Arbitration Clause and Indian Consumer Protection Act 1986

Consumer Protection Act

Many companies include the ‘Arbitration’ clause in their warranty terms. This will require appointment of arbitrators for the respective parties in case of any disputes and the arbitration will be held at the place of the company’s choice and convenience. From consumers point of view this is ridiculous as it is always not possible for a consumer to appoint arbitrator and it will also be not possible for consumer to travel to the place of arbitration for hearings. Moreover, this is more suited for commercial contracts. This also goes against the very purpose of enacting Consumer Protection Act. Fortunately, remedy lies in the Consumer Protection Act, 1986.

Section 3 of Consumer Protection Act 1986 states as follows:

“Act not in derogation of any other law.—The provisions of this Act shall be in addition to and not in derogation of the provisions of any other law for the time being in force.”

This can be interpreted that CPA is not a replacement of any other law that is agreed between the parties to settle disputes.  However, CPA is in addition to whatever law or other provisions available at the material time.

Going by the above, one is not prevented from availing the provisions of CPA provided the Complainant is a Consumer and the nature of complaint falls within the meaning of consumer dispute as defined in the Act.  The opposite party may very well argue that the disputes are subject to Arbitration Act.  However, Consumer Courts take a lenient view in favour of the consumers on the following grounds:

Consumer Protection Act is enacted by the Parliament of Law, Govt. of India and it has the status of a Court.  It is enacted to enable ordinary consumers to secure less expensive and speedy redressal of their grievances.

In a recent order on a dispute between Mr.Lakhbir Singh and BSNL & Ors. in the District Consumer Forum, Ferozepur (CC No.180/2009), it is stated that:

“The Consumer Forum established under the Consumer Protection Act, 1986 does not exercise jurisdiction upon each and every matter, rather the jurisdiction of the Consumer Forum can be invoked only on the matters/disputes where the consumer element is involved. So when a dispute where the rights of the consumers are to be adjudicated there only the consumer courts, specially enacted for the said purpose, have the jurisdiction and all other Forums fall subordinate to it. It is now clear that the Consumer Protection law is not a general law, but a special law enacted for the better protection of the interests of the consumers. Where there is a deficiency in service and unfair trade practice, the provisions of the Consumer Protection Act, 1986 can be invoked irrespective of any other statute dealing with the same matter. The remedy under the Consumer Protection Act is an additional and special remedy.

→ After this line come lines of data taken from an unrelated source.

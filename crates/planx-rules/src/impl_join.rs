//! # Join Enumeration
//!
//! A logical join can become a sort-merge join, an index join, or a hash
//! join. Each family has its own applicability rules:
//!
//! ## Sort-Merge Join
//!
//! Fires when some ordering a child can deliver lines up with a prefix of
//! the join keys. Both key lists are realigned to that prefix; equalities
//! outside it degrade to general predicates. Under a merge-join hint with no
//! natural candidate, an *enforced* merge join is produced instead: the key
//! lists are reordered to the required property and the children are asked
//! for explicitly sorted input.
//!
//! ## Index Join
//!
//! Fires when the inner side is a data source (possibly under a union scan)
//! with a usable primary key or secondary index; see `index_join`.
//!
//! ## Hash Join
//!
//! The fallback for any equi-join, but it destroys order, so it only fires
//! under an empty required property. The build side follows the join type;
//! inner joins try both orientations.
//!
//! ## Hint Policy
//!
//! A merge-join or hash-join hint collapses the result to that family. An
//! index-inner hint makes the matching index-join orientation exclusive when
//! it produced a plan at all.

use planx_core::expr::{Column, Expr};
use planx_core::logical::{JoinHints, JoinType, LogicalJoin, LogicalOperator};
use planx_core::physical::{PhysicalOp, PhysicalPlan};
use planx_core::property::{PhysicalProperty, TaskType};
use planx_core::schema::Schema;
use planx_core::session::SessionCtx;

use crate::index_join::get_index_join_by_outer_idx;
use crate::sort_prefix::{find_max_prefix_len, keys_by_offsets, max_sort_prefix};

/// All join candidates for `p` under `prop`, hint policy applied.
pub fn exhaust_join(
    ctx: &SessionCtx,
    p: &LogicalOperator,
    join: &LogicalJoin,
    prop: &PhysicalProperty,
) -> Vec<PhysicalPlan> {
    let merge_joins = get_merge_join(p, join, prop);
    if join.prefer_join_type.contains(JoinHints::MERGE_JOIN) {
        return merge_joins;
    }
    let mut joins = Vec::with_capacity(5);
    joins.extend(merge_joins);

    let (index_joins, forced) = try_to_get_index_join(ctx, p, join, prop);
    if forced {
        return index_joins;
    }
    joins.extend(index_joins);

    let hash_joins = get_hash_joins(ctx, p, join, prop);
    if join.prefer_join_type.contains(JoinHints::HASH_JOIN) {
        return hash_joins;
    }
    joins.extend(hash_joins);
    joins
}

/// The properties a merge join must request from its children, or `None`
/// when the required property rules this candidate out.
fn try_to_get_child_req_prop(
    join_type: JoinType,
    left_keys: &[Column],
    right_keys: &[Column],
    prop: &PhysicalProperty,
) -> Option<[PhysicalProperty; 2]> {
    let l_prop = PhysicalProperty::with_cols(TaskType::Root, f64::INFINITY, left_keys.to_vec());
    let r_prop = PhysicalProperty::with_cols(TaskType::Root, f64::INFINITY, right_keys.to_vec());
    if !prop.is_empty() {
        // Merge join fits massive ordered data; a descending scan forecloses
        // the cheap forward read.
        if prop.desc {
            return None;
        }
        if !prop.is_prefix(&l_prop) && !prop.is_prefix(&r_prop) {
            return None;
        }
        // Outer-side nulls perturb the opposite side's ordering.
        if prop.is_prefix(&r_prop) && join_type == JoinType::LeftOuter {
            return None;
        }
        if prop.is_prefix(&l_prop) && join_type == JoinType::RightOuter {
            return None;
        }
    }
    Some([l_prop, r_prop])
}

/// Equal conditions whose index is not in `offsets` become general
/// predicates of the merge join.
fn move_equal_to_other_conditions(join: &LogicalJoin, offsets: &[usize]) -> Vec<Expr> {
    let mut other_conds = join.other_conditions.clone();
    for (i, eq_cond) in join.equal_conditions.iter().enumerate() {
        if !offsets.contains(&i) {
            other_conds.push(eq_cond.clone());
        }
    }
    other_conds
}

fn get_merge_join(
    p: &LogicalOperator,
    join: &LogicalJoin,
    prop: &PhysicalProperty,
) -> Vec<PhysicalPlan> {
    let mut joins = Vec::with_capacity(join.left_properties.len());
    // left_properties caches every ordering the left child could provide.
    for lhs_child_property in &join.left_properties {
        let offsets = max_sort_prefix(lhs_child_property, &join.left_join_keys);
        if offsets.is_empty() {
            continue;
        }

        let left_keys = &lhs_child_property[..offsets.len()];
        let right_keys =
            Schema::new(join.right_join_keys.clone()).columns_by_indices(&offsets);

        let prefix_len = find_max_prefix_len(&join.right_properties, &right_keys);
        if prefix_len == 0 {
            continue;
        }

        let left_keys = left_keys[..prefix_len].to_vec();
        let right_keys = right_keys[..prefix_len].to_vec();
        let offsets = &offsets[..prefix_len];

        let Some(child_props) = try_to_get_child_req_prop(join.join_type, &left_keys, &right_keys, prop)
        else {
            continue;
        };
        let merge_join = PhysicalPlan::new(
            PhysicalOp::MergeJoin {
                join_type: join.join_type,
                left_keys,
                right_keys,
                left_conditions: join.left_conditions.clone(),
                right_conditions: join.right_conditions.clone(),
                other_conditions: move_equal_to_other_conditions(join, offsets),
                default_values: join.default_values.clone(),
            },
            p.schema.clone(),
            p.stats.scale_by_expect_cnt(prop.expected_cnt),
            child_props.to_vec(),
        );
        joins.push(merge_join);
    }
    // With the merge-join hint set and no join key in any child ordering,
    // fall back to an enforced merge join.
    if joins.is_empty() && join.prefer_join_type.contains(JoinHints::MERGE_JOIN) {
        return get_enforced_merge_join(p, join, prop);
    }

    joins
}

/// A merge join whose children are explicitly sorted to the required
/// property. Each property column must claim a distinct join-key position;
/// otherwise no enforced plan exists.
fn get_enforced_merge_join(
    p: &LogicalOperator,
    join: &LogicalJoin,
    prop: &PhysicalProperty,
) -> Vec<PhysicalPlan> {
    let mut offsets: Vec<usize> = Vec::with_capacity(join.left_join_keys.len());
    for col in &prop.cols {
        let mut claimed = false;
        for pos in 0..join.left_join_keys.len() {
            if !col.equal(&join.left_join_keys[pos]) && !col.equal(&join.right_join_keys[pos]) {
                continue;
            }
            if offsets.contains(&pos) {
                continue;
            }
            offsets.push(pos);
            claimed = true;
            break;
        }
        if !claimed {
            return Vec::new();
        }
    }
    let left_keys = keys_by_offsets(&join.left_join_keys, &offsets);
    let right_keys = keys_by_offsets(&join.right_join_keys, &offsets);
    let mut l_prop = PhysicalProperty::with_cols(TaskType::Root, f64::INFINITY, left_keys.clone());
    l_prop.enforced = true;
    l_prop.desc = prop.desc;
    let mut r_prop = PhysicalProperty::with_cols(TaskType::Root, f64::INFINITY, right_keys.clone());
    r_prop.enforced = true;
    r_prop.desc = prop.desc;

    let enforced = PhysicalPlan::new(
        PhysicalOp::MergeJoin {
            join_type: join.join_type,
            left_keys,
            right_keys,
            left_conditions: join.left_conditions.clone(),
            right_conditions: join.right_conditions.clone(),
            other_conditions: join.other_conditions.clone(),
            default_values: join.default_values.clone(),
        },
        p.schema.clone(),
        p.stats.scale_by_expect_cnt(prop.expected_cnt),
        vec![l_prop, r_prop],
    );
    vec![enforced]
}

fn get_hash_joins(
    ctx: &SessionCtx,
    p: &LogicalOperator,
    join: &LogicalJoin,
    prop: &PhysicalProperty,
) -> Vec<PhysicalPlan> {
    // Hash join doesn't promise any orders.
    if !prop.is_empty() {
        return Vec::new();
    }
    let mut joins = Vec::with_capacity(2);
    match join.join_type {
        JoinType::Semi
        | JoinType::AntiSemi
        | JoinType::LeftOuterSemi
        | JoinType::AntiLeftOuterSemi
        | JoinType::LeftOuter => joins.push(get_hash_join(ctx, p, join, prop, 1)),
        JoinType::RightOuter => joins.push(get_hash_join(ctx, p, join, prop, 0)),
        JoinType::Inner => {
            joins.push(get_hash_join(ctx, p, join, prop, 1));
            joins.push(get_hash_join(ctx, p, join, prop, 0));
        }
    }
    joins
}

/// One hash-join candidate with the given build side. The build side must be
/// materialized fully; the probe side inherits the parent's row budget.
pub(crate) fn get_hash_join(
    ctx: &SessionCtx,
    p: &LogicalOperator,
    join: &LogicalJoin,
    prop: &PhysicalProperty,
    inner_idx: usize,
) -> PhysicalPlan {
    let mut ch_req_props = vec![PhysicalProperty::default(), PhysicalProperty::default()];
    ch_req_props[inner_idx] = PhysicalProperty::new(TaskType::Root, f64::INFINITY);
    ch_req_props[1 - inner_idx] = PhysicalProperty::new(TaskType::Root, prop.expected_cnt);
    PhysicalPlan::new(
        PhysicalOp::HashJoin {
            join_type: join.join_type,
            equal_conditions: join.equal_conditions.clone(),
            left_conditions: join.left_conditions.clone(),
            right_conditions: join.right_conditions.clone(),
            other_conditions: join.other_conditions.clone(),
            default_values: join.default_values.clone(),
            concurrency: ctx.vars.hash_join_concurrency,
            inner_child_idx: inner_idx,
        },
        p.schema.clone(),
        p.stats.scale_by_expect_cnt(prop.expected_cnt),
        ch_req_props,
    )
}

/// Index-join candidates plus whether a hint made them exclusive.
///
/// Join type fixes which orientations are meaningful: left-outer-ish joins
/// and semijoins can only drive from the left, right-outer joins only from
/// the right, and inner joins try both. Without a deciding hint, the inner
/// join prefers driving from the smaller child.
fn try_to_get_index_join(
    ctx: &SessionCtx,
    p: &LogicalOperator,
    join: &LogicalJoin,
    prop: &PhysicalProperty,
) -> (Vec<PhysicalPlan>, bool) {
    if join.equal_conditions.is_empty() {
        return (Vec::new(), false);
    }
    let right_as_outer = join.prefer_join_type.contains(JoinHints::LEFT_AS_INDEX_INNER);
    let left_as_outer = join.prefer_join_type.contains(JoinHints::RIGHT_AS_INDEX_INNER);
    match join.join_type {
        JoinType::Semi
        | JoinType::AntiSemi
        | JoinType::LeftOuterSemi
        | JoinType::AntiLeftOuterSemi
        | JoinType::LeftOuter => {
            let joins = get_index_join_by_outer_idx(ctx, p, join, prop, 0);
            if !joins.is_empty() && left_as_outer {
                return (joins, true);
            }
            (joins, false)
        }
        JoinType::RightOuter => {
            let joins = get_index_join_by_outer_idx(ctx, p, join, prop, 1);
            if !joins.is_empty() && right_as_outer {
                return (joins, true);
            }
            (joins, false)
        }
        JoinType::Inner => {
            let lhs_cardinality = p.children[0].stats.count();
            let rhs_cardinality = p.children[1].stats.count();

            let left_joins = get_index_join_by_outer_idx(ctx, p, join, prop, 0);
            if left_as_outer && !left_joins.is_empty() {
                return (left_joins, true);
            }

            let right_joins = get_index_join_by_outer_idx(ctx, p, join, prop, 1);
            if right_as_outer && !right_joins.is_empty() {
                return (right_joins, true);
            }

            // Drive from the smaller side: fewer outer rows, fewer lookups.
            if !left_joins.is_empty() && lhs_cardinality < rhs_cardinality {
                return (left_joins, false);
            }
            if !right_joins.is_empty() && rhs_cardinality < lhs_cardinality {
                return (right_joins, false);
            }

            let mut joins = left_joins;
            joins.extend(right_joins);
            (joins, false)
        }
    }
}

The Hon’ble National Commission in “Union of India and Others Versus Jagdamba Rice Mills, 1993 (1) CLT 705, while discussing Section 7-B of the Indian Telegraph Act and referring to the authority styled as Santokh Singh Versus Divisional Engineer Telephones, Shilong, AIR 1990 Ghuwahati 47, has observed that the Government of India has itself taken a policy decision to the effect that all the requests and reference to Arbitration under the Indian Telegraph Act shall be rejected and Arbitrator shall be appointed only in such cases where subscriber approaches a court with a request for arbitration and court orders for the same. So when the Government of India to be more specific Telecom Authority itself is not willing to refer the dispute concerning the telegraph apparatus etc. to the Arbitrator except upon the orders of the court, then it does not behoove to the opposite parties to raise an objection under Section 7-B of the Telegraph Act.

Now, it is also a settled law that where two interpretations of statute/law are possible, then the one favouring the consumer is to be taken. Moreover, in case of petty consumer disputes, to direct a poor consumer to approach the Central Government for appointment of an Arbitrator for the adjudication of his small dispute, would be just the denial of justice to him especially when the legislature has enacted a consumer friendly legislation for better protection of the consumer rights and the remedy is available at the door step of the consumer as the District Consumer Forums have been established at every District head quarter of a State.”

Settling disputes by way of Arbitration may prove to be expensive and a long drawn process.  This procedure is not suggested for settling consumer disputes, for which the special Act CPA is enacted.  So in our general view, disputes can be referred to the Consumer Courts even if the warranty terms incorporate Arbitration clause.